**The problem**. Restating the data word for word is all that is required.

*** Stored data Section Begins ***

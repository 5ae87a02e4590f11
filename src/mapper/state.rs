#[derive(Debug, Clone, Copy, PartialEq, Eq, Default)]
pub enum MapperLifecycle {
    /// No drawing surface attached yet, or it was released on unmount.
    #[default]
    Uninitialized,
    /// Surface sized to the displayed image and pre-filled areas painted.
    Ready,
}

impl MapperLifecycle {
    pub fn is_ready(self) -> bool {
        matches!(self, Self::Ready)
    }
}

pub fn can_transition(from: MapperLifecycle, to: MapperLifecycle) -> bool {
    matches!(
        (from, to),
        (MapperLifecycle::Uninitialized, MapperLifecycle::Ready)
            | (MapperLifecycle::Ready, MapperLifecycle::Ready)
            | (MapperLifecycle::Ready, MapperLifecycle::Uninitialized)
    )
}
//! 授权 gRPC 服务
//!
//! 入站和出站检查共用同一套服务实现，各自监听一个端口。

use async_trait::async_trait;
use std::fmt;
use std::future::Future;
use std::net::SocketAddr;
use std::sync::Arc;
use tokio::net::TcpListener;
use tonic::transport::Server;
use tonic::{Request, Response, Status};
use tracing::{debug, error, info, info_span, warn, Instrument};

use crate::grpc::{Authorization, AuthorizationServer, CheckRequest, CheckResponse, HttpAttributes};
use crate::metrics::{MetricsCollector, OUTCOME_ERROR};
use wirepact_common::{AuthorizationDecision, Result};

/// 请求方向
#[derive(Debug, Clone, Copy, PartialEq, Eq, Hash)]
pub enum Direction {
    /// 进入工作负载的请求
    Ingress,
    /// 离开工作负载的请求
    Egress,
}

impl Direction {
    /// 日志和指标中使用的标签
    pub fn as_str(&self) -> &'static str {
        match self {
            Direction::Ingress => "ingress",
            Direction::Egress => "egress",
        }
    }
}

impl fmt::Display for Direction {
    fn fmt(&self, f: &mut fmt::Formatter<'_>) -> fmt::Result {
        f.write_str(self.as_str())
    }
}

/// 单个方向的授权检查
#[cfg_attr(test, mockall::automock)]
#[async_trait]
pub trait AuthorizationCheck: Send + Sync {
    /// 检查所处理的方向
    fn direction(&self) -> Direction;

    /// 为一个请求做出授权决策
    ///
    /// 拒绝是正常的决策结果；只有内部错误（如令牌签名失败）才返回 `Err`。
    async fn check(&self, request: &HttpAttributes) -> Result<AuthorizationDecision>;
}

/// 把 [`AuthorizationCheck`] 暴露为 Envoy ext_authz 服务
pub struct CheckService<C: ?Sized> {
    checker: Arc<C>,
    metrics: MetricsCollector,
}

impl<C: AuthorizationCheck + ?Sized> CheckService<C> {
    /// 创建新的服务
    pub fn new(checker: Arc<C>, metrics: MetricsCollector) -> Self {
        Self { checker, metrics }
    }
}

#[tonic::async_trait]
impl<C: AuthorizationCheck + ?Sized + 'static> Authorization for CheckService<C> {
    async fn check(
        &self,
        request: Request<CheckRequest>,
    ) -> std::result::Result<Response<CheckResponse>, Status> {
        let direction = self.checker.direction();
        let attributes = match HttpAttributes::from_check_request(request.into_inner()) {
            Ok(attributes) => attributes,
            Err(status) => {
                warn!("{} 授权请求缺少 HTTP 属性", direction);
                self.metrics.record(direction.as_str(), OUTCOME_ERROR);
                return Err(status);
            }
        };

        let span = info_span!(
            "check",
            direction = %direction,
            request_id = %attributes.id,
            host = %attributes.host,
            path = %attributes.path,
            method = %attributes.method,
        );

        async {
            match self.checker.check(&attributes).await {
                Ok(decision) => {
                    debug!(outcome = decision.outcome(), "授权决策完成");
                    self.metrics.record(direction.as_str(), decision.outcome());
                    Ok(Response::new(CheckResponse::from(&decision)))
                }
                Err(e) => {
                    error!("处理授权请求失败: {}", e);
                    self.metrics.record(direction.as_str(), OUTCOME_ERROR);
                    Err(Status::internal("authorization check failed"))
                }
            }
        }
        .instrument(span)
        .await
    }
}

/// 在所有网卡的指定端口上监听
pub async fn bind(port: u16) -> std::io::Result<TcpListener> {
    TcpListener::bind(SocketAddr::from(([0, 0, 0, 0], port))).await
}

/// 在已绑定的端口上提供授权服务，直到 `shutdown` 完成
pub async fn serve_check<C>(
    checker: Arc<C>,
    metrics: MetricsCollector,
    listener: TcpListener,
    shutdown: impl Future<Output = ()>,
) -> std::result::Result<(), tonic::transport::Error>
where
    C: AuthorizationCheck + ?Sized + 'static,
{
    let direction = checker.direction();
    if let Ok(addr) = listener.local_addr() {
        info!("{} 授权服务启动在 {}", direction, addr);
    }

    let incoming = futures::stream::unfold(listener, |listener| async move {
        let accepted = listener.accept().await.map(|(stream, _)| stream);
        Some((accepted, listener))
    });

    Server::builder()
        .add_service(AuthorizationServer::new(CheckService::new(checker, metrics)))
        .serve_with_incoming_shutdown(incoming, shutdown)
        .await?;

    info!("{} 授权服务已停止", direction);
    Ok(())
}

*** Stored data Section Ends ***

**Answer to this problem**.
repository 5ae87a02e4590f11
filename src/mapper/state.rs
#[derive(Debug, Clone, Copy, PartialEq, Eq, Default)]
pub enum MapperLifecycle {
    /// No drawing surface attached yet, or it was released on unmount.
    #[default]
    Uninitialized,
    /// Surface sized to the displayed image and pre-filled areas painted.
    Ready,
}

impl MapperLifecycle {
    pub fn is_ready(self) -> bool {
        matches!(self, Self::Ready)
    }
}

pub fn can_transition(from: MapperLifecycle, to: MapperLifecycle) -> bool {
    matches!(
        (from, to),
        (MapperLifecycle::Uninitialized, MapperLifecycle::Ready)
            | (MapperLifecycle::Ready, MapperLifecycle::Ready)
            | (MapperLifecycle::Ready, MapperLifecycle::Uninitialized)
    )
}
//! 授权 gRPC 服务
//!
//! 入站和出站检查共用同一套服务实现，各自监听一个端口。

use async_trait::async_trait;
use std::fmt;
use std::future::Future;
use std::net::SocketAddr;
use std::sync::Arc;
use tokio::net::TcpListener;
use tonic::transport::Server;
use tonic::{Request, Response, Status};
use tracing::{debug, error, info, info_span, warn, Instrument};

use crate::grpc::{Authorization, AuthorizationServer, CheckRequest, CheckResponse, HttpAttributes};
use crate::metrics::{MetricsCollector, OUTCOME_ERROR};
use wirepact_common::{AuthorizationDecision, Result};

/// 请求方向
#[derive(Debug, Clone, Copy, PartialEq, Eq, Hash)]
pub enum Direction {
    /// 进入工作负载的请求
    Ingress,
    /// 离开工作负载的请求
    Egress,
}

impl Direction {
    /// 日志和指标中使用的标签
    pub fn as_str(&self) -> &'static str {
        match self {
            Direction::Ingress => "ingress",
            Direction::Egress => "egress",
        }
    }
}

impl fmt::Display for Direction {
    fn fmt(&self, f: &mut fmt::Formatter<'_>) -> fmt::Result {
        f.write_str(self.as_str())
    }
}

/// 单个方向的授权检查
#[cfg_attr(test, mockall::automock)]
#[async_trait]
pub trait AuthorizationCheck: Send + Sync {
    /// 检查所处理的方向
    fn direction(&self) -> Direction;

    /// 为一个请求做出授权决策
    ///
    /// 拒绝是正常的决策结果；只有内部错误（如令牌签名失败）才返回 `Err`。
    async fn check(&self, request: &HttpAttributes) -> Result<AuthorizationDecision>;
}

/// 把 [`AuthorizationCheck`] 暴露为 Envoy ext_authz 服务
pub struct CheckService<C: ?Sized> {
    checker: Arc<C>,
    metrics: MetricsCollector,
}

impl<C: AuthorizationCheck + ?Sized> CheckService<C> {
    /// 创建新的服务
    pub fn new(checker: Arc<C>, metrics: MetricsCollector) -> Self {
        Self { checker, metrics }
    }
}

#[tonic::async_trait]
impl<C: AuthorizationCheck + ?Sized + 'static> Authorization for CheckService<C> {
    async fn check(
        &self,
        request: Request<CheckRequest>,
    ) -> std::result::Result<Response<CheckResponse>, Status> {
        let direction = self.checker.direction();
        let attributes = match HttpAttributes::from_check_request(request.into_inner()) {
            Ok(attributes) => attributes,
            Err(status) => {
                warn!("{} 授权请求缺少 HTTP 属性", direction);
                self.metrics.record(direction.as_str(), OUTCOME_ERROR);
                return Err(status);
            }
        };

        let span = info_span!(
            "check",
            direction = %direction,
            request_id = %attributes.id,
            host = %attributes.host,
            path = %attributes.path,
            method = %attributes.method,
        );

        async {
            match self.checker.check(&attributes).await {
                Ok(decision) => {
                    debug!(outcome = decision.outcome(), "授权决策完成");
                    self.metrics.record(direction.as_str(), decision.outcome());
                    Ok(Response::new(CheckResponse::from(&decision)))
                }
                Err(e) => {
                    error!("处理授权请求失败: {}", e);
                    self.metrics.record(direction.as_str(), OUTCOME_ERROR);
                    Err(Status::internal("authorization check failed"))
                }
            }
        }
        .instrument(span)
        .await
    }
}

/// 在所有网卡的指定端口上监听
pub async fn bind(port: u16) -> std::io::Result<TcpListener> {
    TcpListener::bind(SocketAddr::from(([0, 0, 0, 0], port))).await
}

/// 在已绑定的端口上提供授权服务，直到 `shutdown` 完成
pub async fn serve_check<C>(
    checker: Arc<C>,
    metrics: MetricsCollector,
    listener: TcpListener,
    shutdown: impl Future<Output = ()>,
) -> std::result::Result<(), tonic::transport::Error>
where
    C: AuthorizationCheck + ?Sized + 'static,
{
    let direction = checker.direction();
    if let Ok(addr) = listener.local_addr() {
        info!("{} 授权服务启动在 {}", direction, addr);
    }

    let incoming = futures::stream::unfold(listener, |listener| async move {
        let accepted = listener.accept().await.map(|(stream, _)| stream);
        Some((accepted, listener))
    });

    Server::builder()
        .add_service(AuthorizationServer::new(CheckService::new(checker, metrics)))
        .serve_with_incoming_shutdown(incoming, shutdown)
        .await?;

    info!("{} 授权服务已停止", direction);
    Ok(())
}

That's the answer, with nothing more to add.